Blunted inflammation mediated by NF-κB activation in hippocampus alleviates chronic normobaric hypoxia-induced anxiety-like behavior in rats.

This study aims to investigate whether inflammation mediated by NF-κB activation is involved in the induction of anxiety-like behavior in chronic normobaric hypoxia (CNH) exposed rats and to investigate the underlying mechanism. To this end, rats were exposed in a normobaric hypoxic chamber with a fraction of inspired oxygen (FIO2) of ∼ 10%, 23 h/d, continues for 2 weeks.
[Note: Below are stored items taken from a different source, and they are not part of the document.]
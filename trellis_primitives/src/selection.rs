// Copyright 2025 the Trellis Authors
// SPDX-License-Identifier: Apache-2.0 OR MIT

//! Selection state and item registration for groups.
//!
//! A [`SelectionManager`] owns the set of selected values of a group and enforces the
//! group's mode: single or multiple selection, and whether the selection may become
//! empty. An [`ItemRegistry`] records the group's items in mount order so keyboard
//! navigation can walk them and duplicate values are rejected.

use alloc::string::String;
use alloc::vec::Vec;
use core::fmt;

use hashbrown::HashSet;
use trellis_focus::{FocusEntry, FocusPolicy, FocusSpace, LinearPolicy, Navigation, WrapMode};
use trellis_state::{Derived, Signal, Subscription, Trigger};

use crate::error::Error;

/// How many values a group may select at once.
#[derive(Copy, Clone, Debug, Default, PartialEq, Eq, Hash)]
pub enum SelectionMode {
    /// At most one value.
    #[default]
    Single,
    /// Any number of values.
    Multiple,
}

/// The selected values of a group.
///
/// Cloning yields another handle to the same selection.
#[derive(Clone, Debug)]
pub struct SelectionManager {
    mode: SelectionMode,
    allows_empty: bool,
    selected: Signal<HashSet<String>>,
}

impl SelectionManager {
    /// Create a selection. In single mode only the first initial value is kept.
    pub fn new(
        mode: SelectionMode,
        allows_empty: bool,
        initial: impl IntoIterator<Item = impl Into<String>>,
    ) -> Self {
        let mut selected = HashSet::new();
        for value in initial {
            if mode == SelectionMode::Single && !selected.is_empty() {
                break;
            }
            selected.insert(value.into());
        }
        Self {
            mode,
            allows_empty,
            selected: Signal::new(selected),
        }
    }

    /// The selection mode.
    pub fn mode(&self) -> SelectionMode {
        self.mode
    }

    /// Whether deselecting the last value is allowed.
    pub fn allows_empty_selection(&self) -> bool {
        self.allows_empty
    }

    /// Whether `value` is selected.
    pub fn is_selected(&self, value: &str) -> bool {
        self.selected.with(|set| set.contains(value))
    }

    /// Whether nothing is selected.
    pub fn is_empty(&self) -> bool {
        self.selected.with(HashSet::is_empty)
    }

    /// The selected values, sorted.
    pub fn selected_keys(&self) -> Vec<String> {
        let mut keys: Vec<String> = self.selected.with(|set| set.iter().cloned().collect());
        keys.sort_unstable();
        keys
    }

    /// The selected values as a read-only accessor.
    pub fn selection(&self) -> Derived<Vec<String>> {
        let this = self.clone();
        Derived::new([self.selected.trigger()], move || this.selected_keys())
    }

    /// Select `value`. In single mode this replaces the selection.
    ///
    /// Returns whether the selection changed.
    pub fn select(&self, value: &str) -> bool {
        let next = self.selected.with(|set| {
            let mut next = match self.mode {
                SelectionMode::Single => HashSet::new(),
                SelectionMode::Multiple => set.clone(),
            };
            next.insert(String::from(value));
            next
        });
        self.commit(next)
    }

    /// Deselect `value`, unless that would empty a selection that must not be empty.
    ///
    /// Returns whether the selection changed.
    pub fn deselect(&self, value: &str) -> bool {
        let next = self.selected.with(|set| {
            let mut next = set.clone();
            next.remove(value);
            next
        });
        if next.is_empty() && !self.allows_empty {
            return false;
        }
        self.commit(next)
    }

    /// Select `value` if unselected, deselect it otherwise.
    pub fn toggle(&self, value: &str) -> bool {
        if self.is_selected(value) {
            self.deselect(value)
        } else {
            self.select(value)
        }
    }

    /// Replace the whole selection. In single mode only the first value is kept.
    pub fn replace(&self, values: impl IntoIterator<Item = impl Into<String>>) -> bool {
        let mut next = HashSet::new();
        for value in values {
            if self.mode == SelectionMode::Single && !next.is_empty() {
                break;
            }
            next.insert(value.into());
        }
        if next.is_empty() && !self.allows_empty {
            return false;
        }
        self.commit(next)
    }

    /// Deselect everything, if an empty selection is allowed.
    pub fn clear(&self) -> bool {
        if !self.allows_empty {
            return false;
        }
        self.commit(HashSet::new())
    }

    /// The trigger notified when the selection changes.
    pub fn trigger(&self) -> Trigger {
        self.selected.trigger()
    }

    /// Run `observer` after every selection change.
    pub fn subscribe(&self, observer: impl Fn() + 'static) -> Subscription {
        self.selected.subscribe(observer)
    }

    fn commit(&self, next: HashSet<String>) -> bool {
        let changed = self.selected.set(next);
        if changed {
            tracing::debug!(selected = ?self.selected_keys(), "selection changed");
        }
        changed
    }
}

#[derive(Clone)]
struct RegisteredItem {
    value: String,
    is_disabled: Derived<bool>,
}

#[derive(Clone, Default)]
struct Registry {
    order: Vec<RegisteredItem>,
    values: HashSet<String>,
}

/// The items of a group, in mount order.
#[derive(Clone, Default)]
pub struct ItemRegistry {
    items: Signal<Registry>,
}

impl ItemRegistry {
    /// An empty registry.
    pub fn new() -> Self {
        Self::default()
    }

    /// Register an item. Fails if another live item has the same value.
    pub fn register(
        &self,
        value: impl Into<String>,
        is_disabled: Derived<bool>,
    ) -> Result<ItemRegistration, Error> {
        let value = value.into();
        if self.contains(&value) {
            return Err(Error::DuplicateValue(value));
        }
        tracing::debug!(value = %value, "registering item");
        self.items.update(|registry| {
            registry.values.insert(value.clone());
            registry.order.push(RegisteredItem {
                value: value.clone(),
                is_disabled,
            });
        });
        Ok(ItemRegistration {
            items: self.items.clone(),
            value,
        })
    }

    /// Whether an item with `value` is registered.
    pub fn contains(&self, value: &str) -> bool {
        self.items.with(|registry| registry.values.contains(value))
    }

    /// Registered values in mount order.
    pub fn values(&self) -> Vec<String> {
        self.items
            .with(|registry| registry.order.iter().map(|item| item.value.clone()).collect())
    }

    /// Number of registered items.
    pub fn len(&self) -> usize {
        self.items.with(|registry| registry.order.len())
    }

    /// Whether no item is registered.
    pub fn is_empty(&self) -> bool {
        self.len() == 0
    }

    /// Whether the item with `value` is currently disabled.
    pub fn is_disabled(&self, value: &str) -> Option<bool> {
        let item = self.items.with(|registry| {
            registry
                .order
                .iter()
                .find(|item| item.value == value)
                .cloned()
        })?;
        Some(item.is_disabled.get())
    }

    /// The trigger notified when items mount or unmount.
    pub fn trigger(&self) -> Trigger {
        self.items.trigger()
    }

    /// The item `navigation` leads to from `origin`, skipping disabled items.
    pub fn navigate(&self, origin: Option<&str>, navigation: Navigation, wrap: WrapMode) -> Option<String> {
        // Snapshot first; disabled accessors may read other signals.
        let items: Vec<RegisteredItem> = self.items.with(|registry| registry.order.clone());
        let entries: Vec<FocusEntry<String>> = items
            .iter()
            .map(|item| FocusEntry {
                enabled: !item.is_disabled.get(),
                ..FocusEntry::new(item.value.clone())
            })
            .collect();
        let origin = origin.map(String::from);
        LinearPolicy { wrap }.next(origin.as_ref(), navigation, &FocusSpace { nodes: &entries })
    }
}

impl fmt::Debug for ItemRegistry {
    fn fmt(&self, f: &mut fmt::Formatter<'_>) -> fmt::Result {
        f.debug_struct("ItemRegistry")
            .field("values", &self.values())
            .finish()
    }
}

/// A registered item; unregistered on drop.
#[must_use = "dropping the registration removes the item from its group"]
pub struct ItemRegistration {
    items: Signal<Registry>,
    value: String,
}

impl ItemRegistration {
    /// The registered value.
    pub fn value(&self) -> &str {
        &self.value
    }
}

impl Drop for ItemRegistration {
    fn drop(&mut self) {
        tracing::debug!(value = %self.value, "unregistering item");
        let value = &self.value;
        self.items.update(|registry| {
            registry.values.remove(value.as_str());
            registry.order.retain(|item| item.value != *value);
        });
    }
}

impl fmt::Debug for ItemRegistration {
    fn fmt(&self, f: &mut fmt::Formatter<'_>) -> fmt::Result {
        f.debug_struct("ItemRegistration")
            .field("value", &self.value)
            .finish_non_exhaustive()
    }
}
Anxiety-like behavior was tested by elevated plus maze and open field, inflammatory response, nucleus translocation of NF-κB, and signaling pathway in hippocampus were examined. CNH induced a significant increase of anxiety- like behavior and inflammation responses, which were ameliorated by NF-κB inhibitor, PDTC pretreatment, suggesting that the anxiogenic effect induced by inflammation is through NF-κB activation. CNH treatment significantly increased nucleus translocation of p65 and p105 in hippocampus, which was suppressed by PDTC pretreatment. In addition, CNH treatment significantly increased Iba-1, iNOS, COX-2, and p-PKA in hippocampus, which were blocked by PDTC pretreatment, suggesting CNH may activate microglia cells in hippocampus through NF-κB pathway. In conclusion, our results illustrate a mechanism that, activation of NF-κB in hippocampus may trigger the proinflammatory response of microglia cells, and iNOS-PKA pathway may involve in anxiogenic effect in CNH exposed rats.